-- Your objective --
Reply only with how many lines in these entries hold the string "impl".

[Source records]
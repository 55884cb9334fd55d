//! Types for blocks and transactions returned by the ledger node

use serde::{Deserialize, Serialize};

/// Transaction type derived from the numeric `type` code on the wire.
#[derive(Debug, Clone, Copy, PartialEq, Eq, Hash)]
pub enum TransactionType {
    Genesis,
    Transfer,
    Lease,
    CancelLease,
    MassTransfer,
    Data,
    SetScript,
    Anchor,
    Association,
    RevokeAssociation,
    Sponsorship,
    CancelSponsorship,
    Register,
    Burn,
    MappedAnchor,
    Statement,
    /// A type code this service does not know about.
    Unknown(u8),
}

impl TransactionType {
    /// Map a wire type code to a transaction type.
    pub fn from_code(code: u8) -> Self {
        match code {
            1 => TransactionType::Genesis,
            4 => TransactionType::Transfer,
            8 => TransactionType::Lease,
            9 => TransactionType::CancelLease,
            11 => TransactionType::MassTransfer,
            12 => TransactionType::Data,
            13 => TransactionType::SetScript,
            15 => TransactionType::Anchor,
            16 => TransactionType::Association,
            17 => TransactionType::RevokeAssociation,
            18 => TransactionType::Sponsorship,
            19 => TransactionType::CancelSponsorship,
            20 => TransactionType::Register,
            21 => TransactionType::Burn,
            22 => TransactionType::MappedAnchor,
            23 => TransactionType::Statement,
            other => TransactionType::Unknown(other),
        }
    }

    /// The address index category for this type, if it has one besides `all`.
    pub fn category(&self) -> Option<&'static str> {
        match self {
            TransactionType::Genesis
            | TransactionType::Transfer
            | TransactionType::MassTransfer => Some("transfer"),
            TransactionType::Lease | TransactionType::CancelLease => Some("lease"),
            TransactionType::Data => Some("data"),
            TransactionType::SetScript => Some("script"),
            TransactionType::Anchor | TransactionType::MappedAnchor => Some("anchor"),
            TransactionType::Association | TransactionType::RevokeAssociation => {
                Some("association")
            }
            TransactionType::Sponsorship | TransactionType::CancelSponsorship => {
                Some("sponsorship")
            }
            TransactionType::Register => Some("register"),
            TransactionType::Burn => Some("burn"),
            TransactionType::Statement => Some("statement"),
            TransactionType::Unknown(_) => None,
        }
    }
}

/// A single recipient of a mass transfer.
#[derive(Debug, Clone, Serialize, Deserialize, PartialEq, Eq)]
pub struct Transfer {
    pub recipient: String,
    pub amount: u64,
}

/// An anchor carried by an anchor transaction.
///
/// Plain anchor transactions carry bare hashes. Mapped anchor transactions carry `{key, value}`
/// pairs, where `value` is the anchored hash.
#[derive(Debug, Clone, Serialize, Deserialize, PartialEq, Eq)]
#[serde(untagged)]
pub enum AnchorEntry {
    Hash(String),
    Mapped { key: String, value: String },
}

impl AnchorEntry {
    /// The anchored content hash.
    pub fn hash(&self) -> &str {
        match self {
            AnchorEntry::Hash(hash) => hash,
            AnchorEntry::Mapped { value, .. } => value,
        }
    }
}

/// A key/value entry of a data transaction.
#[derive(Debug, Clone, Serialize, Deserialize, PartialEq)]
pub struct DataEntry {
    pub key: String,
    #[serde(rename = "type")]
    pub value_type: String,
    pub value: serde_json::Value,
}

/// An account registered by a register transaction.
#[derive(Debug, Clone, Serialize, Deserialize, PartialEq, Eq)]
#[serde(rename_all = "camelCase")]
pub struct RegisteredAccount {
    pub key_type: String,
    pub public_key: String,
}

/// Transaction as returned by the node.
///
/// Common fields are always present. Type-specific fields are optional and
/// default to empty, so transactions of types this service does not index
/// still deserialize.
#[derive(Debug, Clone, Serialize, Deserialize, PartialEq)]
#[serde(rename_all = "camelCase")]
pub struct Transaction {
    /// The transaction id, unique per ledger.
    pub id: String,
    /// Numeric type code.
    #[serde(rename = "type")]
    pub type_code: u8,
    #[serde(default)]
    pub sender: Option<String>,
    #[serde(default)]
    pub sender_public_key: Option<String>,
    /// Milliseconds since the Unix epoch.
    pub timestamp: u64,
    #[serde(default)]
    pub fee: u64,
    #[serde(default)]
    pub recipient: Option<String>,
    #[serde(default)]
    pub amount: Option<u64>,
    #[serde(default)]
    pub transfers: Vec<Transfer>,
    #[serde(default)]
    pub anchors: Vec<AnchorEntry>,
    #[serde(default)]
    pub data: Vec<DataEntry>,
    #[serde(default)]
    pub association_type: Option<u64>,
    #[serde(default)]
    pub party: Option<String>,
    #[serde(default)]
    pub hash: Option<String>,
    #[serde(default)]
    pub accounts: Vec<RegisteredAccount>,
}

impl Transaction {
    pub fn tx_type(&self) -> TransactionType {
        TransactionType::from_code(self.type_code)
    }

    /// Every address this transaction touches, sender first, without duplicates.
    pub fn addresses(&self) -> Vec<&str> {
        let mut addresses: Vec<&str> = Vec::new();
        let candidates = self
            .sender
            .iter()
            .chain(self.recipient.iter())
            .chain(self.party.iter())
            .map(String::as_str)
            .chain(self.transfers.iter().map(|t| t.recipient.as_str()));

        for address in candidates {
            if !address.is_empty() && !addresses.contains(&address) {
                addresses.push(address);
            }
        }
        addresses
    }
}

/// Block as returned by the node. Never stored verbatim.
#[derive(Debug, Clone, Serialize, Deserialize, PartialEq)]
pub struct Block {
    pub height: u64,
    /// Milliseconds since the Unix epoch.
    pub timestamp: u64,
    #[serde(default)]
    pub transactions: Vec<Transaction>,
}

/// Body of `GET /blocks/height`.
#[derive(Debug, Clone, Deserialize)]
pub(crate) struct HeightResponse {
    pub height: u64,
}

/// Error types for node requests
#[derive(Debug, thiserror::Error)]
pub enum ChainError {
    #[error("HTTP error: {0}")]
    HttpError(#[from] reqwest::Error),

    #[error("JSON parse error: {0}")]
    JsonError(#[from] serde_json::Error),

    #[error("Node returned status {status} for {path}")]
    NodeStatus {
        status: reqwest::StatusCode,
        path: String,
    },

    #[error("Invalid node URL: {0}")]
    InvalidUrl(String),

    #[error("Range error: {0}")]
    RangeError(String),
}

#[cfg(test)]
mod tests {
    use super::*;

    #[test]
    fn test_deserialize_mass_transfer() {
        let raw = serde_json::json!({
            "id": "tx1",
            "type": 11,
            "sender": "3Nsender",
            "senderPublicKey": "pk",
            "timestamp": 1_600_000_000_000u64,
            "fee": 100_000_000u64,
            "transfers": [
                {"recipient": "3Nalice", "amount": 10},
                {"recipient": "3Nbob", "amount": 20},
                {"recipient": "3Nalice", "amount": 5}
            ],
            "proofs": ["ignored"]
        });

        let tx: Transaction = serde_json::from_value(raw).expect("valid transaction");
        assert_eq!(tx.tx_type(), TransactionType::MassTransfer);
        assert_eq!(tx.tx_type().category(), Some("transfer"));
        assert_eq!(tx.addresses(), vec!["3Nsender", "3Nalice", "3Nbob"]);
    }

    #[test]
    fn test_deserialize_plain_and_mapped_anchors() {
        let plain: Transaction = serde_json::from_value(serde_json::json!({
            "id": "a1",
            "type": 15,
            "sender": "3Nsender",
            "timestamp": 1,
            "anchors": ["hash-1", "hash-2"]
        }))
        .expect("plain anchors");
        let hashes: Vec<&str> = plain.anchors.iter().map(AnchorEntry::hash).collect();
        assert_eq!(hashes, vec!["hash-1", "hash-2"]);

        let mapped: Transaction = serde_json::from_value(serde_json::json!({
            "id": "a2",
            "type": 22,
            "sender": "3Nsender",
            "timestamp": 1,
            "anchors": [{"key": "doc-1", "value": "hash-3"}]
        }))
        .expect("mapped anchors");
        assert_eq!(mapped.tx_type().category(), Some("anchor"));
        assert_eq!(mapped.anchors[0].hash(), "hash-3");
    }

    #[test]
    fn test_unknown_type_has_no_category() {
        assert_eq!(TransactionType::from_code(99), TransactionType::Unknown(99));
        assert_eq!(TransactionType::from_code(99).category(), None);
    }

    #[test]
    fn test_genesis_without_sender() {
        let raw = serde_json::json!({
            "id": "g1",
            "type": 1,
            "timestamp": 0,
            "recipient": "3Ngenesis",
            "amount": 1000
        });
        let tx: Transaction = serde_json::from_value(raw).expect("valid transaction");
        assert_eq!(tx.sender, None);
        assert_eq!(tx.addresses(), vec!["3Ngenesis"]);
    }
}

-- Completed exercise --
3